Gruseltourismus in Albanien Im Land der 173.371 Bunker

Albaniens Bunker sind Zeugnis einer Diktatorenparanoia: gebaut, um Feinde abzuwehren, die nie kamen. Heute dienen die grauen Betonpocken als Kuhstall, Liebesnest - und Touristenattraktion.

Die Betontür zum Führerbunker der Sozialistischen Volksrepublik Albanien ist mehr als 15 Zentimeter dick. Und so schwer, dass sie ein einzelner Mensch nicht schließen kann. Aber im Ernstfall hätten das die Leibgarden für Enver Hodscha mit vereinten Kräften erledigt.

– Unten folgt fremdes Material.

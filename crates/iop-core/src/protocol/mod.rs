//! Node Manager transport: JAUS addresses, TCP framing and sequence numbers.

pub mod address;
pub mod sequence;
pub mod transport;

pub use address::{AddressParseError, JausAddress};
pub use sequence::SequenceCounter;
pub use transport::{decode_frame, encode_frame, Frame, FrameBuffer, FrameError, FrameKind};
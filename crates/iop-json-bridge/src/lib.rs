//! iop-json-bridge library crate.
//!
//! A gateway that lets WebSocket clients speak JSON to a JAUS/IOP system.
//! The schema registry and binary codec live in `iop-core`; this crate adds
//! the sessions, the routing and the two network edges.
//!
//! # Architecture (clean architecture)
//!
//! ```text
//! WebSocket clients (JSON text frames)
//!         ↕
//! [iop-json-bridge]
//!   ├── domain/           Pure types: client/server frames, LinkState, BridgeConfig
//!   ├── application/      Translation, session registry, Gateway, NodeManagerPort
//!   └── infrastructure/
//!         ├── ws_server/     WebSocket accept loop and per-session tasks
//!         └── node_manager/  Reconnecting TCP link to the Node Manager
//!         ↕
//! JAUS Node Manager (binary frames over TCP)
//! ```
//!
//! # Layer rules
//!
//! - `domain` has no I/O, no async and no knowledge of schemas.
//! - `application` depends on `domain` and `iop-core`; it reaches the Node
//!   Manager only through the `NodeManagerPort` trait.
//! - `infrastructure` depends on all other layers plus `tokio` and `tungstenite`.
//!
//! # For beginners: why this structure?
//!
//! Routing rules (who receives what, what happens when a client is slow)
//! are the interesting part of the bridge and should be testable without a
//! network.  Keeping sockets out of `application` means a test can drive a
//! [`application::Gateway`] with a mock Node Manager and plain channels.

/// Domain layer: pure types (no I/O).
pub mod domain;

/// Application layer: translation and routing.
pub mod application;

/// Infrastructure layer: WebSocket server and Node Manager link.
pub mod infrastructure;
//! The seam between routing logic and the Node Manager connection.
//!
//! The gateway only needs three things from the Node Manager side, so they
//! live behind a trait.  Production code passes a
//! [`LinkHandle`](crate::infrastructure::node_manager::LinkHandle); tests
//! pass a mock and never open a socket.

use async_trait::async_trait;
use iop_core::{Frame, JausAddress};
use thiserror::Error;

#[derive(Debug, Clone, Copy, PartialEq, Eq, Error)]
pub enum LinkError {
    #[error("Node Manager link is not connected")]
    Disconnected,

    #[error("Node Manager link has shut down")]
    Closed,
}

#[cfg_attr(test, mockall::automock)]
#[async_trait]
pub trait NodeManagerPort: Send + Sync + 'static {
    /// Sends a data frame to the Node Manager.  Resolves once the frame is
    /// written, or with [`LinkError::Disconnected`] if the link drops while
    /// the frame is still queued.
    async fn send(&self, frame: Frame) -> Result<(), LinkError>;

    /// Takes one reference on `address`; the first reference announces it.
    async fn register_address(&self, address: JausAddress) -> Result<(), LinkError>;

    /// Drops one reference on `address`; the last reference withdraws it.
    async fn release_address(&self, address: JausAddress) -> Result<(), LinkError>;
}
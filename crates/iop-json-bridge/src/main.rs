//! IOP JSON bridge: entry point.
//!
//! This binary lets WebSocket clients exchange JAUS/IOP messages as JSON.
//! It keeps one TCP connection to a JAUS Node Manager, translates binary
//! frames to JSON for every subscribed client, and turns client JSON into
//! binary frames using the message schemas loaded at startup.
//!
//! # Usage
//!
//! ```text
//! iop-json-bridge [OPTIONS]
//!
//! Options:
//!   -c, --config <FILE>    TOML config file
//!       --ws-bind <IP>     WebSocket bind address [default: 0.0.0.0]
//!       --ws-port <PORT>   WebSocket port [default: 8080]
//!       --nm-host <HOST>   Node Manager host [default: 127.0.0.1]
//!       --nm-port <PORT>   Node Manager port [default: 3794]
//!       --schemas <PATH>   Schema artifact file or directory [default: schemas]
//!       --jaus-id <S.N.C>  The bridge's own JAUS address [default: 127.100.1]
//! ```
//!
//! # Configuration precedence
//!
//! Command-line flags and `IOP_*` environment variables win over the config
//! file, which wins over the built-in defaults.
//!
//! | Variable                  | Flag                    |
//! |---------------------------|-------------------------|
//! | `IOP_CONFIG`              | `--config`              |
//! | `IOP_WS_BIND`             | `--ws-bind`             |
//! | `IOP_WS_PORT`             | `--ws-port`             |
//! | `IOP_NM_HOST`             | `--nm-host`             |
//! | `IOP_NM_PORT`             | `--nm-port`             |
//! | `IOP_SCHEMAS`             | `--schemas`             |
//! | `IOP_JAUS_ID`             | `--jaus-id`             |
//! | `IOP_CONNECT_TIMEOUT_MS`  | `--connect-timeout-ms`  |
//! | `IOP_BACKOFF_INITIAL_MS`  | `--backoff-initial-ms`  |
//! | `IOP_BACKOFF_MAX_MS`      | `--backoff-max-ms`      |
//! | `IOP_QUEUE_CAPACITY`      | `--queue-capacity`      |
//! | `IOP_WRITE_TIMEOUT_MS`    | `--write-timeout-ms`    |
//! | `IOP_LOG_LEVEL`           | `--log-level`           |
//!
//! `RUST_LOG`, when set, overrides the log level entirely.

use std::net::IpAddr;
use std::path::PathBuf;
use std::sync::{
    atomic::{AtomicBool, Ordering},
    Arc,
};
use std::time::Duration;

use anyhow::Context;
use clap::Parser;
use iop_core::{JausAddress, SchemaRegistry};
use tracing::info;
use tracing_subscriber::EnvFilter;

use iop_json_bridge::domain::config::DEFAULT_NODE_MANAGER_PORT;
use iop_json_bridge::domain::{BridgeConfig, FileConfig};
use iop_json_bridge::infrastructure::run_server;

// ── CLI argument definitions ──────────────────────────────────────────────────

/// JSON-over-WebSocket gateway to a JAUS/IOP Node Manager.
///
/// Every option is optional: anything not given here falls back to the
/// config file, then to the built-in default.
#[derive(Debug, Default, Parser)]
#[command(
    name = "iop-json-bridge",
    about = "JSON-over-WebSocket gateway to a JAUS/IOP Node Manager",
    version
)]
struct Cli {
    /// TOML config file.
    #[arg(short, long, env = "IOP_CONFIG")]
    config: Option<PathBuf>,

    /// IP address to bind the WebSocket server to.
    #[arg(long, env = "IOP_WS_BIND")]
    ws_bind: Option<IpAddr>,

    /// WebSocket port.
    #[arg(long, env = "IOP_WS_PORT")]
    ws_port: Option<u16>,

    /// Hostname or IP of the Node Manager.
    #[arg(long, env = "IOP_NM_HOST")]
    nm_host: Option<String>,

    /// TCP port of the Node Manager.
    #[arg(long, env = "IOP_NM_PORT")]
    nm_port: Option<u16>,

    /// Schema artifact file, or a directory of `*.json` artifacts.
    #[arg(long, env = "IOP_SCHEMAS")]
    schemas: Option<PathBuf>,

    /// JAUS address the bridge registers as (`subsystem.node.component`).
    #[arg(long, env = "IOP_JAUS_ID")]
    jaus_id: Option<JausAddress>,

    #[arg(long, env = "IOP_CONNECT_TIMEOUT_MS")]
    connect_timeout_ms: Option<u64>,

    #[arg(long, env = "IOP_BACKOFF_INITIAL_MS")]
    backoff_initial_ms: Option<u64>,

    #[arg(long, env = "IOP_BACKOFF_MAX_MS")]
    backoff_max_ms: Option<u64>,

    /// Outbound frames a client may have queued before it is disconnected.
    #[arg(long, env = "IOP_QUEUE_CAPACITY")]
    queue_capacity: Option<usize>,

    #[arg(long, env = "IOP_WRITE_TIMEOUT_MS")]
    write_timeout_ms: Option<u64>,

    /// Log filter used when `RUST_LOG` is not set (e.g. `info`, `debug`).
    #[arg(long, env = "IOP_LOG_LEVEL")]
    log_level: Option<String>,
}

impl Cli {
    /// Builds the final [`BridgeConfig`]: defaults, then the config file,
    /// then these arguments.
    ///
    /// # Errors
    ///
    /// Returns an error if the config file cannot be read or parsed, or if
    /// the resulting configuration is invalid.
    fn into_bridge_config(self) -> anyhow::Result<BridgeConfig> {
        let mut config = BridgeConfig::default();

        if let Some(path) = &self.config {
            let text = std::fs::read_to_string(path)
                .with_context(|| format!("failed to read config file {}", path.display()))?;
            let file = FileConfig::from_toml_str(&text)
                .with_context(|| format!("invalid config file {}", path.display()))?;
            config = file.apply(config);
        }

        config = self.apply(config);
        config.validate().context("invalid configuration")?;
        Ok(config)
    }

    fn apply(self, mut config: BridgeConfig) -> BridgeConfig {
        let ms = Duration::from_millis;

        if let Some(ip) = self.ws_bind {
            config.ws_bind_addr.set_ip(ip);
        }
        if let Some(port) = self.ws_port {
            config.ws_bind_addr.set_port(port);
        }

        if self.nm_host.is_some() || self.nm_port.is_some() {
            let (host, port) = match config.node_manager_addr.rsplit_once(':') {
                Some((host, port)) => (host.to_string(), port.to_string()),
                None => (
                    config.node_manager_addr.clone(),
                    DEFAULT_NODE_MANAGER_PORT.to_string(),
                ),
            };
            let host = self.nm_host.unwrap_or(host);
            let port = self.nm_port.map(|p| p.to_string()).unwrap_or(port);
            config.node_manager_addr = format!("{host}:{port}");
        }

        if let Some(v) = self.schemas {
            config.schema_path = v;
        }
        if let Some(v) = self.jaus_id {
            config.local_address = v;
        }
        if let Some(v) = self.connect_timeout_ms {
            config.connect_timeout = ms(v);
        }
        if let Some(v) = self.backoff_initial_ms {
            config.backoff_initial = ms(v);
        }
        if let Some(v) = self.backoff_max_ms {
            config.backoff_max = ms(v);
        }
        if let Some(v) = self.queue_capacity {
            config.session_queue_capacity = v;
        }
        if let Some(v) = self.write_timeout_ms {
            config.write_timeout = ms(v);
        }
        if let Some(v) = self.log_level {
            config.log_level = v;
        }
        config
    }
}

// ── Entry point ───────────────────────────────────────────────────────────────

/// # What happens at startup
///
/// 1. CLI arguments (and the optional config file) become a [`BridgeConfig`].
/// 2. `tracing_subscriber` is initialised; `RUST_LOG` wins over `log_level`.
/// 3. The schema registry is loaded.  Any schema error is fatal.
/// 4. A Ctrl+C handler clears the shared `running` flag.
/// 5. [`run_server`] serves clients until the flag is cleared.
#[tokio::main]
async fn main() -> anyhow::Result<()> {
    let config = Cli::parse().into_bridge_config()?;

    tracing_subscriber::fmt()
        .with_env_filter(
            EnvFilter::try_from_default_env().unwrap_or_else(|_| EnvFilter::new(&config.log_level)),
        )
        .init();

    let registry = SchemaRegistry::load(&config.schema_path).with_context(|| {
        format!("failed to load message schemas from {}", config.schema_path.display())
    })?;
    info!(
        "loaded {} message schemas from {}",
        registry.len(),
        config.schema_path.display()
    );

    let running = Arc::new(AtomicBool::new(true));
    let running_clone = Arc::clone(&running);
    tokio::spawn(async move {
        match tokio::signal::ctrl_c().await {
            Ok(()) => {
                info!("received Ctrl+C, shutting down");
                running_clone.store(false, Ordering::SeqCst);
            }
            Err(e) => tracing::error!("failed to listen for Ctrl+C signal: {e}"),
        }
    });

    run_server(config, Arc::new(registry), running).await?;

    info!("iop-json-bridge stopped");
    Ok(())
}

// ── Tests ─────────────────────────────────────────────────────────────────────
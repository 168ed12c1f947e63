//! Domain layer for iop-json-bridge.
//!
//! Pure types with no I/O: the JSON envelope clients speak, the link state
//! they are told about, and the bridge configuration.
//!
//! # What does NOT belong here?
//!
//! - Any `tokio`, `TcpStream`, or `WebSocket` types
//! - File I/O or environment variable reading
//! - Schema-dependent translation (that is the application layer)

pub mod config;
pub mod link;
pub mod messages;

pub use config::{BridgeConfig, ConfigError, FileConfig};
pub use link::LinkState;
pub use messages::{ClientFrame, ClientMessage, ErrorKind, FrameParseError, ServerFrame};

Denn dieser Bunker sollte ihn, den großen Diktator, und seine Generäle, Parteigenossen und Geheimpolizisten vor den Atombomben der fremden Mächte schützen, die er schon in seinem Albanien einfallen sah. "Laut den Bauplänen konnte die Tür einer Sprengkraft von 20 Kilotonnen standhalten. Sie wäre demnach stabil genug gewesen für die Bombe von Hiroshima", sagt Senata Murati, die Bunkermanagerin. Dann schmunzelt die junge Frau.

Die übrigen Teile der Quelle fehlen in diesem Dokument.